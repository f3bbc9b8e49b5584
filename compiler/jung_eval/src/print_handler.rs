//! Destination for `print` output.
//!
//! - `Stdout`: the default for the CLI
//! - `Buffer`: captured output for embedding hosts and tests
//! - `Silent`: discards everything
//!
//! Enum dispatch rather than a trait object; `print` is a hot path.

use std::io::Write;
use std::sync::Arc;

use parking_lot::Mutex;

/// Writes to stdout, flushing after every line so output interleaves
/// correctly with the REPL prompt.
#[derive(Default)]
pub struct StdoutPrintHandler;

impl StdoutPrintHandler {
    pub fn println(&self, msg: &str) {
        let mut out = std::io::stdout().lock();
        // A closed stdout is not a script error.
        let _ = writeln!(out, "{msg}");
        let _ = out.flush();
    }

    pub fn print(&self, msg: &str) {
        let mut out = std::io::stdout().lock();
        let _ = write!(out, "{msg}");
        let _ = out.flush();
    }
}

/// Captures output in memory.
#[derive(Default)]
pub struct BufferPrintHandler {
    buffer: Mutex<String>,
}

impl BufferPrintHandler {
    pub fn new() -> Self {
        BufferPrintHandler::default()
    }

    pub fn println(&self, msg: &str) {
        let mut buf = self.buffer.lock();
        buf.push_str(msg);
        buf.push('\n');
    }

    pub fn print(&self, msg: &str) {
        self.buffer.lock().push_str(msg);
    }

    pub fn get_output(&self) -> String {
        self.buffer.lock().clone()
    }

    pub fn clear(&self) {
        self.buffer.lock().clear();
    }
}

pub enum PrintHandlerImpl {
    Stdout(StdoutPrintHandler),
    Buffer(BufferPrintHandler),
    Silent,
}

impl PrintHandlerImpl {
    pub fn println(&self, msg: &str) {
        match self {
            Self::Stdout(h) => h.println(msg),
            Self::Buffer(h) => h.println(msg),
            Self::Silent => {}
        }
    }

    pub fn print(&self, msg: &str) {
        match self {
            Self::Stdout(h) => h.print(msg),
            Self::Buffer(h) => h.print(msg),
            Self::Silent => {}
        }
    }

    /// Captured output; empty for handlers that don't capture.
    pub fn get_output(&self) -> String {
        match self {
            Self::Buffer(h) => h.get_output(),
            Self::Stdout(_) | Self::Silent => String::new(),
        }
    }

    pub fn clear(&self) {
        if let Self::Buffer(h) = self {
            h.clear();
        }
    }
}

/// Print handler shared between an interpreter and its host.
pub type SharedPrintHandler = Arc<PrintHandlerImpl>;

pub fn stdout_handler() -> SharedPrintHandler {
    Arc::new(PrintHandlerImpl::Stdout(StdoutPrintHandler))
}

pub fn buffer_handler() -> SharedPrintHandler {
    Arc::new(PrintHandlerImpl::Buffer(BufferPrintHandler::new()))
}

pub fn silent_handler() -> SharedPrintHandler {
    Arc::new(PrintHandlerImpl::Silent)
}

#[cfg(test)]
mod tests {
    use super::*;
    use pretty_assertions::assert_eq;

    #[test]
    fn buffer_handler_println_appends_newline() {
        let handler = buffer_handler();
        handler.println("hello");
        handler.print("a");
        handler.print("b");
        assert_eq!(handler.get_output(), "hello\nab");
    }

    #[test]
    fn buffer_handler_clear_empties_buffer() {
        let handler = buffer_handler();
        handler.println("hello");
        handler.clear();
        assert!(handler.get_output().is_empty());
    }

    #[test]
    fn silent_handler_discards_output() {
        let handler = silent_handler();
        handler.println("hello");
        assert_eq!(handler.get_output(), "");
    }

    #[test]
    fn buffer_handler_is_shared_across_threads() {
        let handler = buffer_handler();
        let writer = Arc::clone(&handler);
        let joined = std::thread::spawn(move || {
            for _ in 0..50 {
                writer.println("a");
            }
        })
        .join();
        assert!(joined.is_ok());
        assert_eq!(handler.get_output().lines().count(), 50);
    }
}
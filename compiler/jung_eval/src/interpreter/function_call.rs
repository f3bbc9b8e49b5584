//! Calls: script functions, natives, class methods and constructors.

use std::mem;
use std::rc::Rc;

use jung_ir::{Expr, FunctionDef};

use super::access::Place;
use super::{Interpreter, Outcome, CLASS_KEY};
use crate::builtins::{self, Builtin, NativeFn};
use crate::errors::{
    no_such_method, not_callable, stack_overflow, undefined_class, undefined_function, EvalError,
    EvalResult,
};
use crate::value::{ObjectRef, Table, Value};

impl Interpreter {
    /// `name(args)`: a callable variable, then the function namespace, then
    /// the natives.
    pub(super) fn eval_call(&mut self, name: &str, arg_exprs: &[Expr]) -> EvalResult {
        let callee = match self.env.lookup(name) {
            Some(value) if value.is_callable() => value,
            _ => self
                .resolve_callable(name)
                .ok_or_else(|| undefined_function(name))?,
        };
        if let Value::Builtin(native) = &callee {
            if let Some((first, rest)) = arg_exprs.split_first() {
                if native.is_mutating() && first.is_place() {
                    let place = self.resolve_place(first)?;
                    let mut args = vec![self.read_place(&place)?];
                    args.extend(self.eval_args(rest)?);
                    return self.call_native(*native, args, Some(place));
                }
            }
        }
        let args = self.eval_args(arg_exprs)?;
        self.call_value(&callee, args)
    }

    /// `receiver.method(args)`: the receiver's class method, then a callable
    /// field, then the native method table.
    pub(super) fn eval_method_call(
        &mut self,
        receiver_expr: &Expr,
        method: &str,
        arg_exprs: &[Expr],
    ) -> EvalResult {
        let (receiver, place) = if receiver_expr.is_place() {
            let place = self.resolve_place(receiver_expr)?;
            (self.read_place(&place)?, Some(place))
        } else {
            (self.eval(receiver_expr)?, None)
        };
        let args = self.eval_args(arg_exprs)?;

        if let Value::Object(obj) = &receiver {
            if let Some(def) = self.class_method(obj, method) {
                return self.call_function(&def, args, Some(receiver.clone()));
            }
            let field = obj.borrow().get(method).cloned();
            if let Some(callable) = field.filter(Value::is_callable) {
                return self.call_value(&callable, args);
            }
        }

        let Some(native) = builtins::lookup_method(method) else {
            return Err(no_such_method(method, receiver.type_name()));
        };
        let mut full_args = Vec::with_capacity(args.len() + 1);
        full_args.push(receiver);
        full_args.extend(args);
        self.call_native(native, full_args, place)
    }

    /// `new Class(args)`: a fresh tagged Object, initialized by the
    /// constructor when the class has one.
    pub(super) fn eval_new(&mut self, class_name: &str, arg_exprs: &[Expr]) -> EvalResult {
        let class = self
            .classes
            .get(class_name)
            .cloned()
            .ok_or_else(|| undefined_class(class_name))?;
        let mut table = Table::new();
        table.insert(CLASS_KEY, Value::string(class_name));
        let instance = Value::Object(ObjectRef::new(table));

        let args = self.eval_args(arg_exprs)?;
        if let Some(constructor) = class.constructor() {
            self.call_function(constructor, args, Some(instance.clone()))?;
        }
        Ok(instance)
    }

    fn class_method(&self, obj: &ObjectRef, method: &str) -> Option<Rc<FunctionDef>> {
        let table = obj.borrow();
        let Some(Value::String(class_name)) = table.get(CLASS_KEY) else {
            return None;
        };
        self.classes.get(class_name)?.method(method).cloned()
    }

    /// Call a function or native value with evaluated arguments.
    pub(crate) fn call_value(&mut self, callee: &Value, args: Vec<Value>) -> EvalResult {
        match callee {
            Value::Function(def) => self.call_function(def, args, None),
            Value::Builtin(native) => self.call_native(*native, args, None),
            other => Err(not_callable(other.type_name())),
        }
    }

    /// `place` is where the first argument was read from; mutating natives
    /// write their updated array back there.
    pub(crate) fn call_native(
        &mut self,
        native: Builtin,
        mut args: Vec<Value>,
        place: Option<Place>,
    ) -> EvalResult {
        match native.func {
            NativeFn::Pure(f) => f(&args),
            NativeFn::WithInterpreter(f) => f(self, &args),
            NativeFn::Mutating(f) => {
                if args.is_empty() {
                    return f(&mut Value::Null, &[]);
                }
                let mut target = args.remove(0);
                let result = f(&mut target, &args)?;
                if let Some(place) = place {
                    if matches!(target, Value::Array(_)) {
                        self.write_place(place, target)?;
                    }
                }
                Ok(result)
            }
        }
    }

    /// Invoke a script function in a fresh frame.
    ///
    /// The frame sees its parameters and the globals, never the caller's
    /// locals. `this` is bound only for methods and constructors.
    #[tracing::instrument(level = "debug", skip_all, fields(name = %def.name))]
    pub(crate) fn call_function(
        &mut self,
        def: &Rc<FunctionDef>,
        args: Vec<Value>,
        this: Option<Value>,
    ) -> EvalResult {
        self.check_recursion_limit()?;

        let frame_env = self.env.child();
        let saved_env = mem::replace(&mut self.env, frame_env);
        let saved_this = mem::replace(&mut self.this, this);
        self.call_depth += 1;

        let result = self.run_frame(def, args);

        self.call_depth -= 1;
        self.this = saved_this;
        self.env = saved_env;
        result
    }

    fn run_frame(&mut self, def: &FunctionDef, args: Vec<Value>) -> EvalResult {
        let outcome = self.with_env_scope(|scoped| {
            scoped.bind_params(def, args)?;
            scoped.exec_stmts(&def.body)
        })?;
        match outcome {
            Outcome::Return(value) => Ok(value),
            Outcome::Throw(value) => Err(EvalError::thrown(value)),
            Outcome::Normal | Outcome::Break | Outcome::Continue => Ok(Value::Null),
        }
    }

    /// Supplied arguments first, then defaults evaluated in the new scope,
    /// then null. Extra arguments are ignored.
    fn bind_params(&mut self, def: &FunctionDef, args: Vec<Value>) -> Result<(), EvalError> {
        let mut args = args.into_iter();
        for param in &def.params {
            let value = match (args.next(), &param.default) {
                (Some(value), _) => value,
                (None, Some(default)) => self.eval(default)?,
                (None, None) => Value::Null,
            };
            self.env.define(&param.name, value);
        }
        Ok(())
    }

    fn check_recursion_limit(&self) -> Result<(), EvalError> {
        if self.call_depth >= self.max_call_depth {
            tracing::warn!(limit = self.max_call_depth, "call depth limit reached");
            return Err(stack_overflow(self.max_call_depth));
        }
        Ok(())
    }
}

» Task statement
Using the listing above, copy exactly the line that contains "for methods and constructors.", the line that contains "let outcome = self.with_env_scope(|scoped|", and each line that falls between them.

» Answer area
    /// locals. `this` is bound only for methods and constructors.
    #[tracing::instrument(level = "debug", skip_all, fields(name = %def.name))]
    pub(crate) fn call_function(
        &mut self,
        def: &Rc<FunctionDef>,
        args: Vec<Value>,
        this: Option<Value>,
    ) -> EvalResult {
        self.check_recursion_limit()?;

        let frame_env = self.env.child();
        let saved_env = mem::replace(&mut self.env, frame_env);
        let saved_this = mem::replace(&mut self.this, this);
        self.call_depth += 1;

        let result = self.run_frame(def, args);

        self.call_depth -= 1;
        self.this = saved_this;
        self.env = saved_env;
        result
    }

    fn run_frame(&mut self, def: &FunctionDef, args: Vec<Value>) -> EvalResult {
        let outcome = self.with_env_scope(|scoped| {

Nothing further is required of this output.